Илья Пономарев начинает раскачиваться из стороны в сторону. Качается и нашептывает: «Обещали подарков нам куль Бокий, Фельдман, Васильев и Вуль… Обещали подарков нам куль Бокий, Фельдман, Васильев и Вуль…»
– Хватит, себя погубите! – шипит Осоргин.
Камера надрывно молчит.
Пономарев уже не может остановиться. Из глаз его текут слезы. Щеки дрожат. Горло давится от рыданий. Он начинает громче: «Всех, кто наградил нас Соловками, просим: приезжайте сюда сами!.. Всех, кто наградил нас Сссалавками, просим: приижжайте сюда сами! – напевает скоморошно, прибауточно. – Обещали подарков нам куль…»
Он спрыгивает на каменный пол.
– Ну что, твари! Сожрали Пономарева? Подавитесь, подавитесь…
Мгновенно открывается железная дверь. Забегают два надзирателя.
Бьют долго. Без перерыва. Сильно. Ногами. В дверях стоит с наганом третий надзиратель. Шевельнешься – пуля в лоб. Слышно, как ломается челюсть. Пономарев сплевывает кровью и тут же получает еще один удар по лицу. Отлетают в сторону два зуба. Нога наступает ему на пальцы, крошит кости. Другой ногой чекист бьет в предплечье сверху вниз – быстро, два раза – и перебивает руку. Отбивают ребра, почки, печень…
Наконец устают. Отходят, тяжело дыша. Третий, что стоял в дверях, быстрым шагом подходит к Пономареву, внимательно осматривает его. Илья Кузьмич вяло шевелится, хрипит кровью: сломанное ребро прошило легкое. Надзиратель вытягивает руку с наганом, отворачивается. Выстрел раскалывает тесное пространство карцера на жизнь и смерть. Равными долями.
– Сопли у мертвецов сосать заставлю, – рычит чекист.
Шумно втягивает носом воздух… Пахнет страхом.
Надзиратели уходят. Дверь карцера закрывается. Труп Ильи Кузьмича Пономарева будет лежать до вечера, напоминая, что нет ничего дороже жизни.
Осоргин бледен. Руки крепко сжимают деревянную жердь. Из прокушенной губы стекает струйка крови. И вдруг он начинает орать во весь голос. Тысячелетия цивилизации слизаны языком смерти. Первобытный зверь проснулся в человеческой груди и рвется, рвется наружу. Осоргин орет всей грудью, обнажая желтые прокуренные зубы, в глазах тонет дикая ярость, ненависть к себе и к миру. Сокамерники – замерзшие птицы – пугливо втягивают головы в плечи. Дверь больше не открывается.

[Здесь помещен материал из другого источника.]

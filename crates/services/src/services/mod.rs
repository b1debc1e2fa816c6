pub mod auth;
pub mod backend;
pub mod config;
pub mod dashboard;
pub mod data_service;
pub mod entity_form;
pub mod entity_list;
pub mod entity_schema;
pub mod rest_data_service;
pub mod session;
pub mod sqlite_data_service;
use async_trait::async_trait;
use chrono::{DateTime, NaiveDate, Utc};
use serde::{Deserialize, Serialize};
use sqlx::{FromRow, SqliteConnection, SqlitePool};
use ts_rs::TS;
use uuid::Uuid;

use super::{legal_document::CaseStatus, record::TableRecord, table::Table};

/// A member service request (`atendimento`).
#[derive(Debug, Clone, FromRow, Serialize, Deserialize, TS)]
pub struct ServiceTicket {
    pub id: Uuid,
    pub associado_id: Uuid, // Foreign key to Member
    pub descricao: String,
    pub status: CaseStatus,
    pub data_abertura: NaiveDate,
    pub data_conclusao: Option<NaiveDate>,
    pub created_at: DateTime<Utc>,
    pub updated_at: DateTime<Utc>,
}

#[derive(Debug, Clone, Serialize, Deserialize, TS)]
pub struct CreateServiceTicket {
    pub associado_id: Uuid,
    pub descricao: String,
    pub status: CaseStatus,
    pub data_abertura: NaiveDate,
    #[serde(default)]
    pub data_conclusao: Option<NaiveDate>,
}

#[async_trait]
impl TableRecord for ServiceTicket {
    type Create = CreateServiceTicket;

    const TABLE: Table = Table::Atendimento;

    fn id(&self) -> Uuid {
        self.id
    }

    async fn create(
        pool: &SqlitePool,
        id: Uuid,
        data: &CreateServiceTicket,
    ) -> Result<Self, sqlx::Error> {
        sqlx::query_as::<_, ServiceTicket>(
            r#"
            INSERT INTO atendimento
                (id, associado_id, descricao, status, data_abertura, data_conclusao)
            VALUES ($1, $2, $3, $4, $5, $6)
            RETURNING *
            "#,
        )
        .bind(id)
        .bind(data.associado_id)
        .bind(&data.descricao)
        .bind(&data.status)
        .bind(data.data_abertura)
        .bind(data.data_conclusao)
        .fetch_one(pool)
        .await
    }

    async fn update(conn: &mut SqliteConnection, record: &ServiceTicket) -> Result<(), sqlx::Error> {
        sqlx::query(
            r#"
            UPDATE atendimento
            SET associado_id = $2,
                descricao = $3,
                status = $4,
                data_abertura = $5,
                data_conclusao = $6,
                updated_at = datetime('now', 'subsec')
            WHERE id = $1
            "#,
        )
        .bind(record.id)
        .bind(record.associado_id)
        .bind(&record.descricao)
        .bind(&record.status)
        .bind(record.data_abertura)
        .bind(record.data_conclusao)
        .execute(conn)
        .await?;
        Ok(())
    }
}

Пристань была завалена досками, мешками, ящиками разных размеров. Под деревянным навесом, выстроенным вдоль кромки причала, сидели зэки, зло перекуривали под взглядом красноармейца.
– За работу, болезные!
Устало поднялись, стали грузить мешки на телеги. Потом сами же в них впряглись и потащили.